use std::future::Future;

use chrono::Utc;
use parking_lot::Mutex;

use crate::{
    api::Api,
    collection::{Collection, Record},
    model::{NewNote, NewTask, Note, NoteChanges, RowId, Summary, Task, TaskChanges, User, UserId},
    session::SessionStore,
    Error, Result,
};

#[derive(Debug, Clone, Copy, PartialEq, Eq)]
pub enum Mode {
    /// Changes live in memory only and are lost with the session.
    Guest,
    Authenticated(UserId),
}

impl Mode {
    pub fn user_id(&self) -> Option<UserId> {
        match self {
            Mode::Guest => None,
            Mode::Authenticated(user_id) => Some(*user_id),
        }
    }

    pub fn is_guest(&self) -> bool {
        matches!(self, Mode::Guest)
    }
}

struct State {
    mode: Mode,
    /// Bumped on every mode switch; completions from an older epoch are dropped.
    epoch: u64,
    notes: Collection<Note>,
    tasks: Collection<Task>,
    last_local_id: RowId,
}

impl State {
    fn switch(&mut self, mode: Mode) {
        self.mode = mode;
        self.epoch += 1;
        self.notes.clear();
        self.tasks.clear();
    }

    /// Epoch millis, bumped past the previous id when two creates share a millisecond.
    fn next_local_id(&mut self) -> RowId {
        let now = Utc::now().timestamp_millis();
        self.last_local_id = now.max(self.last_local_id + 1);
        self.last_local_id
    }
}

trait Cached: Record + Send + 'static {
    const KIND: &'static str;

    fn collection(state: &mut State) -> &mut Collection<Self>;
}

impl Cached for Note {
    const KIND: &'static str = "note";

    fn collection(state: &mut State) -> &mut Collection<Self> {
        &mut state.notes
    }
}

impl Cached for Task {
    const KIND: &'static str = "task";

    fn collection(state: &mut State) -> &mut Collection<Self> {
        &mut state.tasks
    }
}

/// Session-scoped cache of the current user's notes and tasks.
///
/// As a guest every change stays in memory. Once authenticated every change is applied
/// optimistically, sent to the server, then either replaced by the server's row or undone.
/// The state lock is never held across a request, so unrelated changes may be in flight together.
pub struct DataSync<A, S> {
    api: A,
    session: S,
    state: Mutex<State>,
}

impl<A: Api, S: SessionStore> DataSync<A, S> {
    pub fn new(api: A, session: S) -> Self {
        Self {
            api,
            session,
            state: Mutex::new(State {
                mode: Mode::Guest,
                epoch: 0,
                notes: Collection::default(),
                tasks: Collection::default(),
                last_local_id: 0,
            }),
        }
    }

    pub fn api(&self) -> &A {
        &self.api
    }

    /// Picks the mode from the persisted session and loads the user's rows if there is one.
    pub async fn start(&self) -> Result<Mode> {
        let mode = match self.session.load()? {
            Some(user_id) => Mode::Authenticated(user_id),
            None => Mode::Guest,
        };

        self.state.lock().switch(mode);
        if !mode.is_guest() {
            self.load().await;
        }

        Ok(mode)
    }

    pub async fn signup(&self, full_name: &str, email: &str, password: &str) -> Result<()> {
        self.api.signup(full_name, email, password).await
    }

    /// Guest rows are discarded, not uploaded.
    pub async fn login(&self, email: &str, password: &str) -> Result<UserId> {
        let user_id = self.api.login(email, password).await?;
        self.session.save(user_id)?;
        self.state.lock().switch(Mode::Authenticated(user_id));
        tracing::info!(user_id, "signed in");

        self.load().await;
        Ok(user_id)
    }

    pub fn logout(&self) -> Result<()> {
        self.state.lock().switch(Mode::Guest);
        self.session.clear()?;
        tracing::info!("signed out");
        Ok(())
    }

    /// Replaces both collections with the server's. Guests have nothing to reload.
    pub async fn reload(&self) -> Result<()> {
        let (user_id, epoch) = {
            let state = self.state.lock();
            match state.mode {
                Mode::Guest => return Ok(()),
                Mode::Authenticated(user_id) => (user_id, state.epoch),
            }
        };

        let (notes, tasks) = tokio::try_join!(self.api.fetch_notes(user_id), self.api.fetch_tasks(user_id))?;

        let mut state = self.state.lock();
        if state.epoch != epoch {
            tracing::debug!(user_id, "discarding rows loaded for a previous session");
            return Ok(());
        }
        tracing::debug!(user_id, notes = notes.len(), tasks = tasks.len(), "rows loaded");
        state.notes.replace_all(notes);
        state.tasks.replace_all(tasks);
        Ok(())
    }

    /// [`Self::reload`] whose failure leaves the cache as it was.
    async fn load(&self) {
        if let Err(error) = self.reload().await {
            tracing::error!("failed to load notes and tasks: {error}");
        }
    }

    pub fn mode(&self) -> Mode {
        self.state.lock().mode
    }

    pub fn tasks(&self) -> Vec<Task> {
        self.state.lock().tasks.rows().to_vec()
    }

    pub fn notes(&self) -> Vec<Note> {
        self.state.lock().notes.rows().to_vec()
    }

    pub async fn summary(&self) -> Result<Summary> {
        let user_id = {
            let state = self.state.lock();
            match state.mode {
                Mode::Guest => return Ok(Summary::from_tasks(state.tasks.rows(), Utc::now())),
                Mode::Authenticated(user_id) => user_id,
            }
        };
        self.api.summary(user_id).await
    }

    pub async fn profile(&self) -> Result<User> {
        let user_id = self.mode().user_id().ok_or(Error::NotAuthenticated)?;
        self.api.user(user_id).await
    }

    pub async fn reset_password(&self, old_password: &str, new_password: &str) -> Result<()> {
        let user_id = self.mode().user_id().ok_or(Error::NotAuthenticated)?;
        self.api.reset_password(user_id, old_password, new_password).await
    }

    pub async fn create_task(&self, task: NewTask) -> Result<Task> {
        if task.title.trim().is_empty() {
            return Err(Error::Invalid("Title is required".into()));
        }
        let id = self.state.lock().next_local_id();

        self.apply(
            id,
            |tasks: &mut Collection<Task>, user_id| {
                let row = task.into_task(id, user_id, Utc::now());
                tasks.push_back(row.clone());
                Ok(row)
            },
            |draft| async move { self.api.create_task(&draft).await.map(Some) },
        )
        .await
    }

    pub async fn update_task(&self, id: RowId, changes: TaskChanges) -> Result<Task> {
        if changes.is_empty() {
            return Err(Error::Invalid("No valid fields to update".into()));
        }
        let body = &changes;

        self.apply(
            id,
            |tasks: &mut Collection<Task>, _| tasks.update(id, |task| changes.apply(task)).ok_or_else(task_not_found),
            |_| async move { self.api.update_task(id, body).await.map(Some) },
        )
        .await
    }

    pub async fn toggle_task_complete(&self, id: RowId) -> Result<Task> {
        self.apply(
            id,
            |tasks: &mut Collection<Task>, _| {
                tasks
                    .update(id, |task| task.completed = !task.completed)
                    .ok_or_else(task_not_found)
            },
            |task| async move {
                let changes = TaskChanges {
                    completed: Some(task.completed),
                    ..Default::default()
                };
                self.api.update_task(id, &changes).await.map(Some)
            },
        )
        .await
    }

    pub async fn toggle_task_pin(&self, id: RowId) -> Result<Task> {
        self.apply(
            id,
            |tasks: &mut Collection<Task>, _| {
                tasks
                    .update(id, |task| task.is_pinned = !task.is_pinned)
                    .ok_or_else(task_not_found)
            },
            |task| async move {
                let changes = TaskChanges {
                    is_pinned: Some(task.is_pinned),
                    ..Default::default()
                };
                self.api.update_task(id, &changes).await.map(Some)
            },
        )
        .await
    }

    /// Returns the removed row.
    pub async fn delete_task(&self, id: RowId) -> Result<Task> {
        self.apply(
            id,
            |tasks: &mut Collection<Task>, _| tasks.remove(id).ok_or_else(task_not_found),
            |_| async move { already_gone(self.api.delete_task(id).await) },
        )
        .await
    }

    pub async fn create_note(&self, note: NewNote) -> Result<Note> {
        if note.title.trim().is_empty() && note.content.trim().is_empty() {
            return Err(Error::Invalid("Note is empty".into()));
        }
        let id = self.state.lock().next_local_id();

        self.apply(
            id,
            |notes: &mut Collection<Note>, user_id| {
                let row = note.into_note(id, user_id, Utc::now());
                notes.push_front(row.clone());
                Ok(row)
            },
            |draft| async move { self.api.create_note(&draft).await.map(Some) },
        )
        .await
    }

    pub async fn update_note(&self, id: RowId, changes: NoteChanges) -> Result<Note> {
        if changes.is_empty() {
            return Err(Error::Invalid("No valid fields to update".into()));
        }
        let body = &changes;

        self.apply(
            id,
            |notes: &mut Collection<Note>, _| notes.update(id, |note| changes.apply(note)).ok_or_else(note_not_found),
            |_| async move { self.api.update_note(id, body).await.map(Some) },
        )
        .await
    }

    pub async fn toggle_note_pin(&self, id: RowId) -> Result<Note> {
        self.apply(
            id,
            |notes: &mut Collection<Note>, _| {
                notes
                    .update(id, |note| note.is_pinned = !note.is_pinned)
                    .ok_or_else(note_not_found)
            },
            |note| async move {
                let changes = NoteChanges {
                    is_pinned: Some(note.is_pinned),
                    ..Default::default()
                };
                self.api.update_note(id, &changes).await.map(Some)
            },
        )
        .await
    }

    pub async fn delete_note(&self, id: RowId) -> Result<Note> {
        self.apply(
            id,
            |notes: &mut Collection<Note>, _| notes.remove(id).ok_or_else(note_not_found),
            |_| async move { already_gone(self.api.delete_note(id).await) },
        )
        .await
    }

    /// Runs `local` against the cache, then `remote` when authenticated.
    ///
    /// `remote` receives the optimistic row and answers with the server's row, or `None` once
    /// the row no longer exists. Failures restore the last known-good state of `id`.
    /// Placeholders whose create is still in flight are refused.
    async fn apply<T, L, R, F>(&self, id: RowId, local: L, remote: R) -> Result<T>
    where
        T: Cached,
        L: FnOnce(&mut Collection<T>, Option<UserId>) -> Result<T>,
        R: FnOnce(T) -> F,
        F: Future<Output = Result<Option<T>>>,
    {
        let (row, epoch) = {
            let mut state = self.state.lock();
            let (mode, epoch) = (state.mode, state.epoch);
            let collection = T::collection(&mut *state);

            if !mode.is_guest() && collection.is_creating(id) {
                return Err(Error::Invalid(format!("The {} is still being saved", T::KIND)));
            }

            let snapshot = collection.snapshot(id);
            let row = local(collection, mode.user_id())?;
            if mode.is_guest() {
                return Ok(row);
            }

            collection.track(id, snapshot);
            (row, epoch)
        };

        let outcome = remote(row.clone()).await;

        let mut state = self.state.lock();
        if state.epoch != epoch {
            tracing::debug!(kind = T::KIND, id, "discarding result from a previous session");
            return outcome.map(|confirmed| confirmed.unwrap_or(row));
        }

        let collection = T::collection(&mut *state);
        match outcome {
            Ok(confirmed) => {
                collection.commit(id, confirmed.clone());
                Ok(confirmed.unwrap_or(row))
            }
            Err(error) => {
                collection.rollback(id);
                tracing::error!(kind = T::KIND, id, "change rolled back: {error}");
                Err(error)
            }
        }
    }
}

fn task_not_found() -> Error {
    Error::NotFound("Task not found".into())
}

fn note_not_found() -> Error {
    Error::NotFound("Note not found".into())
}

/// A delete answered with "not found" has the outcome the caller asked for.
fn already_gone<T>(result: Result<()>) -> Result<Option<T>> {
    match result {
        Ok(()) => Ok(None),
        Err(error) if error.is_not_found() => {
            tracing::debug!("row was already deleted: {error}");
            Ok(None)
        }
        Err(error) => Err(error),
    }
}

# # # # # # #

# TASK DIRECTIONS
Where does the word "struct" appear in the records above? Return every line that holds it.

# RESULT OF THIS TASK
struct State {
pub struct DataSync<A, S> {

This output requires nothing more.